Кто-то пел про старого капрала. Как его ведут на расстрел, как он просит получше целить… Про старого капрала кто-то пел в ту светлую киевскую ночь, и у растворенных настежь окон темнели неподвижные фигуры… Некто спел про старого капрала, как вели его на расстрел и как его расстреляли… Казалось, обезлюдела земля, никого, ни единой души, но вместе чувствовалось немое присутствие множества людей. И певца, и старого капрала, и тех, кто провожал его в эту последнюю ночь, и тех, кто повел его на казнь, и привел, и убил. А ночь все длилась, все длилась, будто, невзначай разминулась с рассветом.
— А что Фаня? — спросил Михайлов.
Спросил негромко, но я вздрогнула и прошептала:
— Какая Фаня?
(Фаней звали в семье Михайловых самого младшего, Митрофана, в ту пору еще гимназиста; я это знала, но словно бы начисто позабыла.)
— Фаня? — отозвалась Клеопатра Дмитриевна и невпопад ответила: — Фаня очень хорошо рисует.
— Да, да, хорошо, хорошо рисует Фаня… А ты помнишь, как он болел дифтеритом?
— Помню, конечно, — недоуменно ответила Клеопатра Дмитриевна.
И я тоже недоумевала: «Фаня… дифтерит…»
Александр Дмитриевич слабо повел плечом, словно отстраняя и меня, и мое недоумение, повел плечом и забрал в свою руку сестрину.
— А мне казалось… нет, не казалось, так было: я умирал вместе с Фаней. Умирал физически. И когда Фаня хрипел, я тоже задыхался. Я готов был умереть и за него, и вместе с ним.
Он помолчал, потом произнес упавшим голосом:
— Проклятое бессилье, ничего не можешь сделать…
Пробрезжило, стало зябко. Пичуга осторожно пробовала голос. Александр Дмитриевич вздохнул.
— Ну, — сказал он с фальшивой будничностью, — пора на дилижанс.
Он поднялся, а за ним и Кленя, и они о чем-то заговорили, не знаю, о чем, а меня будто полоснуло чем-то холодным, в зазубринах: он уезжал, а я оставалась в
Он посмотрел на меня. В глазах его мелькнула детская робость, едва ль не просьба о снисхождении. Но может быть, мне почудилось…

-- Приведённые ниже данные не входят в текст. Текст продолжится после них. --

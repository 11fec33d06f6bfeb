use std::collections::BTreeMap;
use std::fmt;
use std::sync::atomic::{AtomicU64, Ordering};
use std::sync::{Arc, Mutex};
use std::time::Instant;

use serde::Serialize;
use tokio::sync::mpsc;
use tokio::task::JoinHandle;
use tokio::time::MissedTickBehavior;
use tokio_util::sync::CancellationToken;

use crate::config::EngineConfig;

#[derive(Serialize, Debug, Clone, PartialEq, Eq, PartialOrd, Ord, Hash)]
pub struct TransferId(String);

impl TransferId {
    pub fn new(id: impl Into<String>) -> Self {
        Self(id.into())
    }

    pub fn as_str(&self) -> &str {
        &self.0
    }
}

impl fmt::Display for TransferId {
    fn fmt(&self, f: &mut fmt::Formatter<'_>) -> fmt::Result {
        f.write_str(&self.0)
    }
}

#[derive(Serialize, Debug, Clone, Copy, PartialEq, Eq)]
pub enum TransferState {
    Planned,
    InProgress,
    Verifying,
    Extracting,
    Completed,
    Failed,
    Cancelled,
}

impl TransferState {
    pub fn is_terminal(self) -> bool {
        matches!(self, Self::Completed | Self::Failed | Self::Cancelled)
    }
}

impl fmt::Display for TransferState {
    fn fmt(&self, f: &mut fmt::Formatter<'_>) -> fmt::Result {
        let s = match self {
            Self::Planned => "Planned",
            Self::InProgress => "Downloading",
            Self::Verifying => "Verifying",
            Self::Extracting => "Extracting",
            Self::Completed => "Completed",
            Self::Failed => "Failed",
            Self::Cancelled => "Cancelled",
        };
        f.write_str(s)
    }
}

/// One entry of the progress stream.
#[derive(Serialize, Debug, Clone)]
pub struct ProgressEvent {
    pub transfer_id: TransferId,
    pub bytes_done: u64,
    pub bytes_total: Option<u64>,
    pub rate_per_sec: f64,
    pub state: TransferState,
    /// Human-readable explanation, set on terminal states.
    pub reason: Option<String>,
}

/// Latest known state of a transfer, as returned by `Engine::status`.
#[derive(Serialize, Debug, Clone)]
pub struct TransferStatus {
    pub id: TransferId,
    pub state: TransferState,
    pub bytes_done: u64,
    pub bytes_total: Option<u64>,
    pub reason: Option<String>,
}

pub type StatusBoard = Arc<Mutex<BTreeMap<TransferId, TransferStatus>>>;

/// Publishes one transfer's progress to the event stream and the status board.
pub struct ProgressReporter {
    id: TransferId,
    tx: mpsc::UnboundedSender<ProgressEvent>,
    board: StatusBoard,
    bytes_done: Arc<AtomicU64>,
    bytes_total: AtomicU64,
    state: Mutex<TransferState>,
}

impl ProgressReporter {
    pub fn new(id: TransferId, tx: mpsc::UnboundedSender<ProgressEvent>, board: StatusBoard) -> Self {
        Self {
            id,
            tx,
            board,
            bytes_done: Arc::new(AtomicU64::new(0)),
            bytes_total: AtomicU64::new(0),
            state: Mutex::new(TransferState::Planned),
        }
    }

    pub fn id(&self) -> &TransferId {
        &self.id
    }

    /// Counter fetchers add written byte deltas to.
    pub fn counter(&self) -> Arc<AtomicU64> {
        self.bytes_done.clone()
    }

    pub fn bytes_done(&self) -> u64 {
        self.bytes_done.load(Ordering::Relaxed)
    }

    pub fn set_bytes_done(&self, done: u64) {
        self.bytes_done.store(done, Ordering::Relaxed);
    }

    pub fn set_total(&self, total: Option<u64>) {
        self.bytes_total.store(total.unwrap_or(0), Ordering::Relaxed);
    }

    fn total(&self) -> Option<u64> {
        Some(self.bytes_total.load(Ordering::Relaxed)).filter(|&t| t > 0)
    }

    pub fn state(&self) -> TransferState {
        *self.state.lock().unwrap_or_else(|e| e.into_inner())
    }

    pub fn set_state(&self, state: TransferState, reason: Option<String>) {
        *self.state.lock().unwrap_or_else(|e| e.into_inner()) = state;
        self.publish(0.0, reason);
    }

    fn publish(&self, rate_per_sec: f64, reason: Option<String>) {
        let event = ProgressEvent {
            transfer_id: self.id.clone(),
            bytes_done: self.bytes_done(),
            bytes_total: self.total(),
            rate_per_sec,
            state: self.state(),
            reason,
        };
        {
            let mut board = self.board.lock().unwrap_or_else(|e| e.into_inner());
            let entry = board.entry(self.id.clone()).or_insert_with(|| TransferStatus {
                id: self.id.clone(),
                state: event.state,
                bytes_done: 0,
                bytes_total: None,
                reason: None,
            });
            entry.state = event.state;
            entry.bytes_done = event.bytes_done;
            entry.bytes_total = event.bytes_total;
            if event.reason.is_some() || !event.state.is_terminal() {
                entry.reason = event.reason.clone();
            }
        }
        // Nobody listening is fine.
        let _ = self.tx.send(event);
    }

    /// Emits a snapshot every `progress_interval` until `stop` fires, however
    /// often the fetchers write.
    pub fn spawn_ticker(self: &Arc<Self>, config: &EngineConfig, stop: CancellationToken) -> JoinHandle<()> {
        let reporter = self.clone();
        let period = config.progress_interval();
        tokio::spawn(async move {
            let mut interval = tokio::time::interval(period);
            interval.set_missed_tick_behavior(MissedTickBehavior::Skip);
            let mut last_bytes = reporter.bytes_done();
            let mut last_at = Instant::now();
            loop {
                tokio::select! {
                    _ = stop.cancelled() => break,
                    _ = interval.tick() => {}
                }
                let now = Instant::now();
                let bytes = reporter.bytes_done();
                let elapsed = now.duration_since(last_at).as_secs_f64();
                let rate = if elapsed > 0.0 {
                    bytes.saturating_sub(last_bytes) as f64 / elapsed
                } else {
                    0.0
                };
                last_bytes = bytes;
                last_at = now;
                reporter.publish(rate, None);
            }
        })
    }
}
//! Upcoming birthday and anniversary lists.

use super::{gregorian, hebrew, HebrewDate};
use crate::model::person::{DateFormat, Person};
use crate::model::relations::PersonWithRelations;
use chrono::{Local, NaiveDateTime};
use log::debug;
use serde::Serialize;
use std::collections::HashMap;

/// Clock readings the countdowns are measured from.
#[derive(Debug, Clone, PartialEq, Eq)]
pub struct ProximityContext {
    pub now: NaiveDateTime,
    /// Today's Hebrew date, when a converter is available to the caller.
    pub hebrew_today: Option<HebrewDate>,
}

impl ProximityContext {
    pub fn new(now: NaiveDateTime) -> Self {
        Self {
            now,
            hebrew_today: None,
        }
    }

    /// Context at the local wall-clock time.
    pub fn local_now() -> Self {
        Self::new(Local::now().naive_local())
    }

    pub fn with_hebrew_today(mut self, today: HebrewDate) -> Self {
        self.hebrew_today = Some(today);
        self
    }

    /// Days until `date`, interpreted in the calendar `format` selects.
    pub fn days_until(&self, date: &str, format: DateFormat) -> i64 {
        match format {
            DateFormat::Hebrew => hebrew::days_until(date, self.hebrew_today.as_ref()),
            DateFormat::Gregorian | DateFormat::Both => gregorian::days_until(date, self.now),
        }
    }
}

#[derive(Debug, Clone, PartialEq, Eq, Serialize)]
#[serde(rename_all = "camelCase")]
pub struct UpcomingBirthday {
    pub person: PersonWithRelations,
    pub date: String,
    pub days_until: i64,
}

#[derive(Debug, Clone, PartialEq, Eq, Serialize)]
#[serde(rename_all = "camelCase")]
pub struct UpcomingAnniversary {
    /// `[person, spouse]`, lower id first.
    pub couple: [PersonWithRelations; 2],
    pub date: String,
    pub days_until: i64,
}

#[derive(Debug, Clone, Default, PartialEq, Eq, Serialize)]
#[serde(rename_all = "camelCase")]
pub struct UpcomingDates {
    pub birthdays: Vec<UpcomingBirthday>,
    pub anniversaries: Vec<UpcomingAnniversary>,
}

/// Builds both upcoming lists, each sorted ascending by `days_until`.
///
/// Birthdays need `notify_on_birthday` and a date in the person's primary
/// calendar. An anniversary is emitted from the partner with the smaller id,
/// which must have `notify_on_anniversary`, a marriage date, and a spouse
/// present in `people`.
pub fn upcoming_dates(people: &[PersonWithRelations], ctx: &ProximityContext) -> UpcomingDates {
    let by_id = people
        .iter()
        .map(|entry| (entry.id(), entry))
        .collect::<HashMap<_, _>>();

    let mut birthdays = people
        .iter()
        .filter(|entry| entry.person.notify_on_birthday)
        .filter_map(|entry| {
            let date = entry.person.primary_birth_date()?;
            Some(UpcomingBirthday {
                person: entry.clone(),
                date: date.to_string(),
                days_until: days_until(ctx, &entry.person, date),
            })
        })
        .collect::<Vec<_>>();

    let mut anniversaries = people
        .iter()
        .filter(|entry| entry.person.notify_on_anniversary)
        .filter_map(|entry| {
            let spouse_id = entry.spouse.as_ref()?.id.as_str();
            let spouse = by_id.get(spouse_id)?;
            if entry.id() >= spouse.id() {
                return None;
            }
            let date = entry.person.primary_marriage_date()?;
            Some(UpcomingAnniversary {
                couple: [entry.clone(), (*spouse).clone()],
                date: date.to_string(),
                days_until: days_until(ctx, &entry.person, date),
            })
        })
        .collect::<Vec<_>>();

    birthdays.sort_by_key(|item| item.days_until);
    anniversaries.sort_by_key(|item| item.days_until);

    debug!(
        "event=upcoming_dates module=proximity status=ok birthdays={} anniversaries={}",
        birthdays.len(),
        anniversaries.len()
    );

    UpcomingDates {
        birthdays,
        anniversaries,
    }
}

fn days_until(ctx: &ProximityContext, person: &Person, date: &str) -> i64 {
    ctx.days_until(date, person.primary_date_format)
}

Последний киевский день описать не могу. Было что-то огромное и порожнее, необыкновенно долгое, залитое солнцем. Я ловила дальние, но мощные звуки военных труб — полк возвращался с места казни. Я видела, как рысят конные полицейские. В ушах моих застревали чьи-то слова — о казни, о казни, о казни.

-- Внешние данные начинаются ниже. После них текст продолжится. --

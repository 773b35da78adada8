//! Candidate identifier generators.
//!
//! Generators only propose tokens; uniqueness is confirmed against the store
//! by the caller (see `PersonService::create_person`).

use crate::model::person::PersonId;
use rand::Rng;
use uuid::Uuid;

/// Source of candidate person identifiers.
pub trait IdGenerator {
    fn next_id(&self) -> PersonId;
}

/// Random nine-digit decimal identifiers, e.g. `"483920175"`.
#[derive(Debug, Clone, Copy, Default)]
pub struct NumericIdGenerator;

impl IdGenerator for NumericIdGenerator {
    fn next_id(&self) -> PersonId {
        rand::rng()
            .random_range(100_000_000u32..1_000_000_000u32)
            .to_string()
    }
}

/// Random UUIDv4 identifiers.
#[derive(Debug, Clone, Copy, Default)]
pub struct UuidIdGenerator;

impl IdGenerator for UuidIdGenerator {
    fn next_id(&self) -> PersonId {
        Uuid::new_v4().to_string()
    }
}

impl<G: IdGenerator + ?Sized> IdGenerator for &G {
    fn next_id(&self) -> PersonId {
        (**self).next_id()
    }
}
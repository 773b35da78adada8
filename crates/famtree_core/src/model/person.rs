//! Person domain model.
//!
//! # Responsibility
//! - Define the canonical persisted record for one family member.
//! - Define creation input (`NewPerson`) and field-patch input (`PersonPatch`).
//!
//! # Invariants
//! - `id` is stable, unique and never patched.
//! - `first_name`/`last_name` are non-blank after trim.
//! - `father_id`/`mother_id`/`spouse_id` may dangle; readers must tolerate it.

use once_cell::sync::Lazy;
use regex::Regex;
use serde::{Deserialize, Deserializer, Serialize};
use std::error::Error;
use std::fmt::{Display, Formatter};

static ISO_DATE_RE: Lazy<Regex> =
    Lazy::new(|| Regex::new(r"^(\d{4})-(\d{1,2})-(\d{1,2})$").expect("valid iso date regex"));

/// Stable identifier for a person record.
///
/// Kept as a type alias; identifiers are opaque tokens from an `IdGenerator`.
pub type PersonId = String;

/// Calendar system treated as authoritative for date proximity.
#[derive(Debug, Clone, Copy, Default, PartialEq, Eq, Serialize, Deserialize)]
#[serde(rename_all = "snake_case")]
pub enum DateFormat {
    /// Gregorian `dd/mm/yyyy` dates.
    #[default]
    Gregorian,
    /// Hebrew `<day> <month> <year>` dates.
    Hebrew,
    /// Both are recorded; Gregorian drives proximity.
    Both,
}

impl DateFormat {
    /// Stable storage/wire label.
    pub fn as_str(self) -> &'static str {
        match self {
            Self::Gregorian => "gregorian",
            Self::Hebrew => "hebrew",
            Self::Both => "both",
        }
    }

    /// Parses a storage/wire label.
    pub fn parse(value: &str) -> Option<Self> {
        match value {
            "gregorian" => Some(Self::Gregorian),
            "hebrew" => Some(Self::Hebrew),
            "both" => Some(Self::Both),
            _ => None,
        }
    }
}

/// Canonical persisted record for one family member.
#[derive(Debug, Clone, PartialEq, Eq, Serialize, Deserialize)]
#[serde(rename_all = "camelCase")]
pub struct Person {
    pub id: PersonId,
    pub first_name: String,
    pub last_name: String,
    #[serde(default, skip_serializing_if = "Option::is_none")]
    pub birth_date_gregorian: Option<String>,
    #[serde(default, skip_serializing_if = "Option::is_none")]
    pub birth_date_hebrew: Option<String>,
    #[serde(default, skip_serializing_if = "Option::is_none")]
    pub death_date_gregorian: Option<String>,
    #[serde(default, skip_serializing_if = "Option::is_none")]
    pub death_date_hebrew: Option<String>,
    /// Weak reference to the father's record.
    #[serde(default, skip_serializing_if = "Option::is_none")]
    pub father_id: Option<PersonId>,
    /// Weak reference to the mother's record.
    #[serde(default, skip_serializing_if = "Option::is_none")]
    pub mother_id: Option<PersonId>,
    /// Weak reference to the spouse's record. Symmetric only at link time.
    #[serde(default, skip_serializing_if = "Option::is_none")]
    pub spouse_id: Option<PersonId>,
    #[serde(default, skip_serializing_if = "Option::is_none")]
    pub marriage_date: Option<String>,
    #[serde(default, skip_serializing_if = "Option::is_none")]
    pub marriage_date_hebrew: Option<String>,
    #[serde(default, skip_serializing_if = "Option::is_none")]
    pub email: Option<String>,
    #[serde(default, skip_serializing_if = "Option::is_none")]
    pub phone: Option<String>,
    #[serde(default)]
    pub primary_date_format: DateFormat,
    #[serde(default)]
    pub notify_on_birthday: bool,
    #[serde(default)]
    pub notify_on_anniversary: bool,
    /// Excludes the record from derived views without deleting it.
    #[serde(default)]
    pub hidden: bool,
}

/// Validation failures for person records.
#[derive(Debug, Clone, PartialEq, Eq)]
pub enum PersonValidationError {
    EmptyId,
    BlankFirstName,
    BlankLastName,
}

impl Display for PersonValidationError {
    fn fmt(&self, f: &mut Formatter<'_>) -> std::fmt::Result {
        match self {
            Self::EmptyId => write!(f, "person id must not be empty"),
            Self::BlankFirstName => write!(f, "first name must not be blank"),
            Self::BlankLastName => write!(f, "last name must not be blank"),
        }
    }
}

impl Error for PersonValidationError {}

impl Person {
    /// Creates a bare record with the given identity and names.
    pub fn new(
        id: impl Into<PersonId>,
        first_name: impl Into<String>,
        last_name: impl Into<String>,
    ) -> Self {
        Self {
            id: id.into(),
            first_name: first_name.into(),
            last_name: last_name.into(),
            birth_date_gregorian: None,
            birth_date_hebrew: None,
            death_date_gregorian: None,
            death_date_hebrew: None,
            father_id: None,
            mother_id: None,
            spouse_id: None,
            marriage_date: None,
            marriage_date_hebrew: None,
            email: None,
            phone: None,
            primary_date_format: DateFormat::default(),
            notify_on_birthday: false,
            notify_on_anniversary: false,
            hidden: false,
        }
    }

    /// Checks record-level invariants before persistence.
    pub fn validate(&self) -> Result<(), PersonValidationError> {
        if self.id.trim().is_empty() {
            return Err(PersonValidationError::EmptyId);
        }
        if self.first_name.trim().is_empty() {
            return Err(PersonValidationError::BlankFirstName);
        }
        if self.last_name.trim().is_empty() {
            return Err(PersonValidationError::BlankLastName);
        }
        Ok(())
    }

    /// Display label used in relation summaries.
    pub fn display_name(&self) -> String {
        format!("{} {}", self.first_name, self.last_name)
    }

    /// Substring match used by people search.
    ///
    /// `term` must already be trimmed and lowercased. Names and email match
    /// case-insensitively; phone numbers match verbatim.
    pub fn matches_search(&self, term: &str) -> bool {
        let contains = |field: &str| field.to_lowercase().contains(term);
        contains(&self.first_name)
            || contains(&self.last_name)
            || contains(&self.display_name())
            || self.email.as_deref().is_some_and(contains)
            || self
                .phone
                .as_deref()
                .is_some_and(|phone| phone.contains(term))
    }

    /// Birth date string selected by `primary_date_format`.
    pub fn primary_birth_date(&self) -> Option<&str> {
        match self.primary_date_format {
            DateFormat::Hebrew => self.birth_date_hebrew.as_deref(),
            DateFormat::Gregorian | DateFormat::Both => self.birth_date_gregorian.as_deref(),
        }
    }

    /// Marriage date string selected by `primary_date_format`.
    pub fn primary_marriage_date(&self) -> Option<&str> {
        match self.primary_date_format {
            DateFormat::Hebrew => self.marriage_date_hebrew.as_deref(),
            DateFormat::Gregorian | DateFormat::Both => self.marriage_date.as_deref(),
        }
    }
}

/// Caller-supplied fields for a person that does not exist yet.
#[derive(Debug, Clone, Default, PartialEq, Eq, Serialize, Deserialize)]
#[serde(rename_all = "camelCase", default)]
pub struct NewPerson {
    pub first_name: String,
    pub last_name: String,
    pub birth_date_gregorian: Option<String>,
    pub birth_date_hebrew: Option<String>,
    pub death_date_gregorian: Option<String>,
    pub death_date_hebrew: Option<String>,
    pub father_id: Option<PersonId>,
    pub mother_id: Option<PersonId>,
    pub spouse_id: Option<PersonId>,
    pub marriage_date: Option<String>,
    pub marriage_date_hebrew: Option<String>,
    pub email: Option<String>,
    pub phone: Option<String>,
    pub primary_date_format: DateFormat,
    pub notify_on_birthday: bool,
    pub notify_on_anniversary: bool,
}

impl NewPerson {
    pub fn named(first_name: impl Into<String>, last_name: impl Into<String>) -> Self {
        Self {
            first_name: first_name.into(),
            last_name: last_name.into(),
            ..Self::default()
        }
    }

    /// Materializes the record under an assigned identifier.
    ///
    /// Names are trimmed; ISO Gregorian dates become `dd/mm/yyyy`; blank
    /// optional strings are dropped.
    pub fn into_person(self, id: PersonId) -> Person {
        Person {
            id,
            first_name: self.first_name.trim().to_string(),
            last_name: self.last_name.trim().to_string(),
            birth_date_gregorian: non_blank(self.birth_date_gregorian)
                .map(|value| normalize_gregorian_input(&value)),
            birth_date_hebrew: non_blank(self.birth_date_hebrew),
            death_date_gregorian: non_blank(self.death_date_gregorian)
                .map(|value| normalize_gregorian_input(&value)),
            death_date_hebrew: non_blank(self.death_date_hebrew),
            father_id: non_blank(self.father_id),
            mother_id: non_blank(self.mother_id),
            spouse_id: non_blank(self.spouse_id),
            marriage_date: non_blank(self.marriage_date)
                .map(|value| normalize_gregorian_input(&value)),
            marriage_date_hebrew: non_blank(self.marriage_date_hebrew),
            email: non_blank(self.email),
            phone: non_blank(self.phone),
            primary_date_format: self.primary_date_format,
            notify_on_birthday: self.notify_on_birthday,
            notify_on_anniversary: self.notify_on_anniversary,
            hidden: false,
        }
    }
}

fn non_blank(value: Option<String>) -> Option<String> {
    value.and_then(|raw| {
        let trimmed = raw.trim();
        if trimmed.is_empty() {
            None
        } else {
            Some(trimmed.to_string())
        }
    })
}

/// Rewrites `yyyy-mm-dd` into `dd/mm/yyyy`; anything else is returned as-is.
pub fn normalize_gregorian_input(value: &str) -> String {
    let trimmed = value.trim();
    match ISO_DATE_RE.captures(trimmed) {
        Some(caps) => format!("{:0>2}/{:0>2}/{}", &caps[3], &caps[2], &caps[1]),
        None => trimmed.to_string(),
    }
}

/// Partial update for an existing person.
///
/// Nullable fields use `Option<Option<T>>`: `None` leaves the field alone,
/// `Some(None)` clears it, `Some(Some(v))` sets it.
#[derive(Debug, Clone, Default, PartialEq, Eq, Deserialize)]
#[serde(rename_all = "camelCase", default)]
pub struct PersonPatch {
    pub first_name: Option<String>,
    pub last_name: Option<String>,
    #[serde(deserialize_with = "double_option")]
    pub birth_date_gregorian: Option<Option<String>>,
    #[serde(deserialize_with = "double_option")]
    pub birth_date_hebrew: Option<Option<String>>,
    #[serde(deserialize_with = "double_option")]
    pub death_date_gregorian: Option<Option<String>>,
    #[serde(deserialize_with = "double_option")]
    pub death_date_hebrew: Option<Option<String>>,
    #[serde(deserialize_with = "double_option")]
    pub father_id: Option<Option<PersonId>>,
    #[serde(deserialize_with = "double_option")]
    pub mother_id: Option<Option<PersonId>>,
    #[serde(deserialize_with = "double_option")]
    pub spouse_id: Option<Option<PersonId>>,
    #[serde(deserialize_with = "double_option")]
    pub marriage_date: Option<Option<String>>,
    #[serde(deserialize_with = "double_option")]
    pub marriage_date_hebrew: Option<Option<String>>,
    #[serde(deserialize_with = "double_option")]
    pub email: Option<Option<String>>,
    #[serde(deserialize_with = "double_option")]
    pub phone: Option<Option<String>>,
    pub primary_date_format: Option<DateFormat>,
    pub notify_on_birthday: Option<bool>,
    pub notify_on_anniversary: Option<bool>,
    pub hidden: Option<bool>,
}

impl PersonPatch {
    pub fn set_father(id: impl Into<PersonId>) -> Self {
        Self {
            father_id: Some(Some(id.into())),
            ..Self::default()
        }
    }

    pub fn set_mother(id: impl Into<PersonId>) -> Self {
        Self {
            mother_id: Some(Some(id.into())),
            ..Self::default()
        }
    }

    /// Spouse link plus the couple's shared marriage dates.
    pub fn set_spouse(
        id: impl Into<PersonId>,
        marriage_date: Option<String>,
        marriage_date_hebrew: Option<String>,
    ) -> Self {
        Self {
            spouse_id: Some(Some(id.into())),
            marriage_date: Some(marriage_date),
            marriage_date_hebrew: Some(marriage_date_hebrew),
            ..Self::default()
        }
    }

    /// Returns whether applying this patch would change nothing.
    pub fn is_empty(&self) -> bool {
        *self == Self::default()
    }

    /// Checks that patched names stay non-blank.
    pub fn validate(&self) -> Result<(), PersonValidationError> {
        if matches!(&self.first_name, Some(name) if name.trim().is_empty()) {
            return Err(PersonValidationError::BlankFirstName);
        }
        if matches!(&self.last_name, Some(name) if name.trim().is_empty()) {
            return Err(PersonValidationError::BlankLastName);
        }
        Ok(())
    }
}

fn double_option<'de, D, T>(deserializer: D) -> Result<Option<Option<T>>, D::Error>
where
    D: Deserializer<'de>,
    T: Deserialize<'de>,
{
    Option::<T>::deserialize(deserializer).map(Some)
}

Двигались коляски, люди, возы. Мальчишки торговали холодной водой в больших кувшинах. Зычные окрики доносились с одномачтовых днепровских байдаков.

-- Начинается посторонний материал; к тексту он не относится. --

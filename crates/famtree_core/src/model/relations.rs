//! Derived relationship view.
//!
//! Not persisted. Rebuilt from the full person set on every read by
//! [`crate::graph::derive_relations`].

use crate::model::person::{Person, PersonId};
use serde::{Deserialize, Serialize};

/// Which parent a half-sibling shares.
#[derive(Debug, Clone, Copy, PartialEq, Eq, Serialize, Deserialize)]
#[serde(rename_all = "snake_case")]
pub enum CommonParent {
    Father,
    Mother,
}

/// Id + display name of a related person.
#[derive(Debug, Clone, PartialEq, Eq, Serialize, Deserialize)]
pub struct RelativeSummary {
    pub id: PersonId,
    pub name: String,
}

impl RelativeSummary {
    pub fn of(person: &Person) -> Self {
        Self {
            id: person.id.clone(),
            name: person.display_name(),
        }
    }
}

/// Spouse summary carrying the viewing person's marriage dates.
#[derive(Debug, Clone, PartialEq, Eq, Serialize, Deserialize)]
#[serde(rename_all = "camelCase")]
pub struct SpouseSummary {
    pub id: PersonId,
    pub name: String,
    #[serde(default, skip_serializing_if = "Option::is_none")]
    pub marriage_date: Option<String>,
    #[serde(default, skip_serializing_if = "Option::is_none")]
    pub marriage_date_hebrew: Option<String>,
}

#[derive(Debug, Clone, PartialEq, Eq, Serialize, Deserialize)]
#[serde(rename_all = "camelCase")]
pub struct SiblingSummary {
    pub id: PersonId,
    pub name: String,
    pub is_half_sibling: bool,
    /// Set only for half-siblings.
    #[serde(default, skip_serializing_if = "Option::is_none")]
    pub common_parent: Option<CommonParent>,
}

impl SiblingSummary {
    pub fn full(person: &Person) -> Self {
        Self {
            id: person.id.clone(),
            name: person.display_name(),
            is_half_sibling: false,
            common_parent: None,
        }
    }

    pub fn half(person: &Person, common_parent: CommonParent) -> Self {
        Self {
            id: person.id.clone(),
            name: person.display_name(),
            is_half_sibling: true,
            common_parent: Some(common_parent),
        }
    }
}

/// Person record annotated with resolved relations.
#[derive(Debug, Clone, PartialEq, Eq, Serialize, Deserialize)]
pub struct PersonWithRelations {
    #[serde(flatten)]
    pub person: Person,
    #[serde(default, skip_serializing_if = "Option::is_none")]
    pub father: Option<RelativeSummary>,
    #[serde(default, skip_serializing_if = "Option::is_none")]
    pub mother: Option<RelativeSummary>,
    #[serde(default, skip_serializing_if = "Option::is_none")]
    pub spouse: Option<SpouseSummary>,
    #[serde(default, skip_serializing_if = "Vec::is_empty")]
    pub children: Vec<RelativeSummary>,
    #[serde(default, skip_serializing_if = "Vec::is_empty")]
    pub siblings: Vec<SiblingSummary>,
}

impl PersonWithRelations {
    pub fn id(&self) -> &str {
        &self.person.id
    }

    /// Returns the sibling entry for `id`, if derived.
    pub fn sibling(&self, id: &str) -> Option<&SiblingSummary> {
        self.siblings.iter().find(|sibling| sibling.id == id)
    }
}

А я кружила, как на привязи, как слепая. Но и не думала о казни, а думала о том, куда бы мне деться из этого громадного, порожнего круга, сплошь, без полоски тени, залитого белым-белым, нестерпимым светом.
И все-таки после полудня, в назначенный час, сама не понимаю как, я очутилась на Соборной площади. Без ошибки и сразу отыскала дом, соседний с пивной. Увидела условный знак на подоконнике — толстенный фолиант в соседстве с барашковой шапкой.
Мне долго не открывали, но я звонила и ждала, не удивляясь и не беспокоясь. Дверь наконец приотворилась, и оттуда вырвалось с присвистом, точно струя пара:
— Не хочу, уходите, обещал, теперь не хочу, уходите…
И я ушла, не испытывая даже презрения.
Надо было отправить последние деньги. Для того хотя бы, чтобы там, в Петербурге, не предположили нашего с Михайловым ареста. Но тут-то и отказала «заведенная пружина». Я не то чтобы не умела решить, как мне теперь поступать, а вовсе ничего не решала.
Не знаю, пошла ли я к дилижансу или ночевала у Безменовых и уехала на другое утро. Кажется, последнее. Кажется, именно Безменов, шмыгая носом, путаясь и повторяясь, говорил о белых саванах, об отказе осужденных принять напутствие священника, о запекшихся, искусанных в кровь губах Осинского.
Но может быть, все это я узнала позже, как позже узнала о том, что в ночь перед казнью кто-то пел песенку Беранже о старом капрале, пел по просьбе Валериана, а тюрьма, затаившись, слушала… Валериан надеялся, что будет расстрелян. Не страшась пули, он страшился петли. Его повесили. На петле настоял государь. Так сообщили нам из Киева со слов караульных офицеров.